Expectations: Keep them high and reasonable! Children consistently rise to every expectation adults in their lives set for them. If the expectations are low or unreasonable, unwanted behaviors usually present either when they are young or when they are older. If the expectations are high and reasonable considering age and abilities, good behaviors usually present consistently…sounds simple huh…that is because it is!
Encouraging Independence: I have never met a parent of any child who has said, my hope is that my child grows up to depend on me completely and never do anything for himself…Parents’ goals include teaching their children to be as independent as possible so they can be contributing members of society, or simply as independent as possible so they can better function in society. Guess what, if we consistently encourage independent skills and are there to help teach and promote those skills while they are young, then we will successfully help our children build a strong behavioral foundation. (Note my use of the word “encouraging” and not “forcing” independence).
Natural Consequences: This is a necessary step to allow in the behavioral development of all children ages 2 and up (from about two months to two years cause and effect teach our little ones for every action there is a reaction). Help and bailout will not always follow our children around to protect them from making mistakes. So as much as we want to control and protect our children (or ourselves) from failing, throwing tantrums, stumbling, we need to show restraint while they are young and developing. A simple example is dinner time. If a child is not hungry enough to eat the good food that mom and dad made for them, they are not hungry enough to have a dessert. Or if you throw a tantrum and you break one of your favorite toys, it is gone, you don’t get a new one.
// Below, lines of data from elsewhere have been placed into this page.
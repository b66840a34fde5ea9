//! Minimal HTTP surface (SPEC_FULL.md §6.3) for offline tooling: a shared-secret
//! `X-API-Key` header gates everything but `/api/sync/health`. Every handler
//! delegates to the same `SyncEngine` operations the Connector uses.

use std::sync::Arc;

use axum::extract::{Path, State};
use axum::http::{HeaderMap, StatusCode};
use axum::response::{IntoResponse, Response};
use axum::routing::{get, post};
use axum::{Json, Router};
use serde::Serialize;
use tracing::warn;

use crate::audit::AuditSink;
use crate::document::PlayerDocument;
use crate::domain::GameServer;
use crate::engine::SyncEngine;
use crate::error::SyncError;
use crate::protocol::{BatchCrashRecoveryRequest, MAX_BATCH_SIZE};
use crate::store::Store;

/// Identifies audit entries and Connector-less syncs originating from the
/// HTTP surface rather than a live game-server connection.
pub const HTTP_API_SERVER_ID: &str = "http-api";

fn http_api_server() -> GameServer {
  GameServer {
    id: 0,
    server_id: HTTP_API_SERVER_ID.to_string(),
    token: String::new(),
    active: true,
    flagged: false,
    flag_reason: None,
    last_seen: None,
  }
}

pub struct AppState<S: Store, A: AuditSink> {
  pub engine: Arc<SyncEngine<S, A>>,
  pub api_key: String,
}

pub fn router<S: Store + 'static, A: AuditSink + 'static>(state: Arc<AppState<S, A>>) -> Router {
  Router::new()
    .route("/api/sync/health", get(health))
    .route("/api/sync/player", post(upsert_player::<S, A>))
    .route("/api/sync/batch", post(upsert_batch::<S, A>))
    .route("/api/sync/status/:steam_id", get(status::<S, A>))
    .route("/api/sync/player/:steam_id", get(get_player::<S, A>))
    .with_state(state)
}

#[derive(Serialize)]
struct HealthResponse {
  status: &'static str,
  service: &'static str,
  timestamp: chrono::DateTime<chrono::Utc>,
}

async fn health() -> Json<HealthResponse> {
  Json(HealthResponse { status: "ok", service: "sync-core", timestamp: chrono::Utc::now() })
}

#[derive(Serialize)]
struct ApiError {
  error: &'static str,
  errors: Option<Vec<String>>,
}

impl From<&SyncError> for ApiError {
  fn from(err: &SyncError) -> Self {
    let errors = match err {
      SyncError::ValidationFailed { errors } => Some(errors.clone()),
      _ => None,
    };
    ApiError { error: err.kind(), errors }
  }
}

fn sync_error_response(err: &SyncError) -> Response {
  let status = match err {
    SyncError::ValidationFailed { .. } => StatusCode::BAD_REQUEST,
    SyncError::PlayerNotFound => StatusCode::NOT_FOUND,
    SyncError::Unauthenticated | SyncError::ServerInactive => StatusCode::UNAUTHORIZED,
    SyncError::NotSessionOwner { .. } | SyncError::ActiveElsewhere { .. } => StatusCode::CONFLICT,
    SyncError::InvalidSyncSeq { .. } => StatusCode::CONFLICT,
    SyncError::Internal(_) => StatusCode::INTERNAL_SERVER_ERROR,
  };
  (status, Json(ApiError::from(err))).into_response()
}

fn check_api_key<S: Store, A: AuditSink>(state: &AppState<S, A>, headers: &HeaderMap) -> Result<(), Response> {
  let provided = headers.get("X-API-Key").and_then(|v| v.to_str().ok());
  if provided != Some(state.api_key.as_str()) {
    warn!("rejected HTTP request with missing or invalid API key");
    return Err((StatusCode::UNAUTHORIZED, Json(ApiError { error: "Unauthenticated", errors: None })).into_response());
  }
  Ok(())
}

async fn upsert_player<S: Store + 'static, A: AuditSink + 'static>(
  State(state): State<Arc<AppState<S, A>>>,
  headers: HeaderMap,
  Json(doc): Json<PlayerDocument>,
) -> Response {
  if let Err(resp) = check_api_key(&state, &headers) {
    return resp;
  }
  match state.engine.crash_recovery(&http_api_server(), &doc).await {
    Ok(result) => Json(result).into_response(),
    Err(err) => sync_error_response(&err),
  }
}

async fn upsert_batch<S: Store + 'static, A: AuditSink + 'static>(
  State(state): State<Arc<AppState<S, A>>>,
  headers: HeaderMap,
  Json(batch): Json<BatchCrashRecoveryRequest>,
) -> Response {
  if let Err(resp) = check_api_key(&state, &headers) {
    return resp;
  }
  if batch.players.len() > MAX_BATCH_SIZE {
    let err = ApiError { error: "ValidationFailed", errors: Some(vec![format!("batch exceeds {MAX_BATCH_SIZE} entries")]) };
    return (StatusCode::BAD_REQUEST, Json(err)).into_response();
  }
  let summary = state.engine.batch_crash_recovery(&http_api_server(), &batch.players).await;
  Json(summary).into_response()
}

#[derive(Serialize)]
#[serde(rename_all = "camelCase")]
struct StatusResponse {
  steam_id: String,
  last_sync: Option<chrono::DateTime<chrono::Utc>>,
}

async fn status<S: Store + 'static, A: AuditSink + 'static>(
  State(state): State<Arc<AppState<S, A>>>,
  headers: HeaderMap,
  Path(steam_id): Path<String>,
) -> Response {
  if let Err(resp) = check_api_key(&state, &headers) {
    return resp;
  }
  match state.engine.last_sync_time(&steam_id).await {
    Ok(last_sync) => Json(StatusResponse { steam_id, last_sync }).into_response(),
    Err(err) => sync_error_response(&err),
  }
}

async fn get_player<S: Store + 'static, A: AuditSink + 'static>(
  State(state): State<Arc<AppState<S, A>>>,
  headers: HeaderMap,
  Path(steam_id): Path<String>,
) -> Response {
  if let Err(resp) = check_api_key(&state, &headers) {
    return resp;
  }
  match state.engine.fetch_player(&steam_id).await {
    Ok(Some(doc)) => Json(doc).into_response(),
    Ok(None) => sync_error_response(&SyncError::PlayerNotFound),
    Err(err) => sync_error_response(&err),
  }
}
Understanding/Acceptance: When mistakes, bad choices or messes occur with our children it is OUR reaction that will make or break the situation. Acceptance of your child’s abilities and current developmental stage is key. If you can quickly assess the situation, take a deep breath and use one of three tools in your response. Empathy: “ouch that really hurts when you jump off the table and hit your head, what do you think about that choice?” Laughter: “Umm excuse me, who said the Hulk could come out and destroy this room? Who are you going to call to clean it up?” Remove from situation: (screaming, yelling, kicking) “Time to separate and have alone time, you upstairs, you downstairs and take a minute to cam down.” Then bring everyone back to discuss the situation.
Communication: One of the very best tools I have learned to use for all children of all developing ages is the use of appropriate communication. Children do not know how to rationalize and explain their thoughts in a “mature” way. They need to be taught, and they need to be taught appropriately to their development age. When a child screams, or throws a physical tantrum, we as parents need to provide the correct language. (“I need help”, “I am not ready”, or “I can do it myself”) This also works really well when there is no problem at all. As parents we can teach all day by modeling language to use during all fun and learning experiences.
Discussion: This can be scaled to your child’s abilities. However, I think discussion of past, current and future events is key to teaching children. I like to use this tool when I am teaching my children that although I have a tendency to want to control everything that happens in our lives, I am not perfect. When I allow my emotions to get the better of me, I make a point to discuss with my kids what I did wrong, and how I could have been better (again this language can be as simple or as complex as needed depending on the child’s development level). This opens doors for them to talk about what they have been processing in their own heads.
Reflection: Parenting is not all about the moment and what my child did to elicit the response from me. It is an ongoing, changing and developing state of mind. I try to reflect on every significant (what I consider significant in our lives) event that happened. I focus specifically on myself, what I did, how I responded, and how it affected my children or entire family. This goes back to I’m not perfect, and therefore I can not expect my children to be perfect. The reflection tool helps me identify my behavior and the consequences of my behavior as well as what I can do differently when the situation undoubtly presents itself again.
Thanks for taking the time to read some of my thoughts, I hope they helped you identify some things you already use in your parenting, or maybe even gave you some new ideas to try!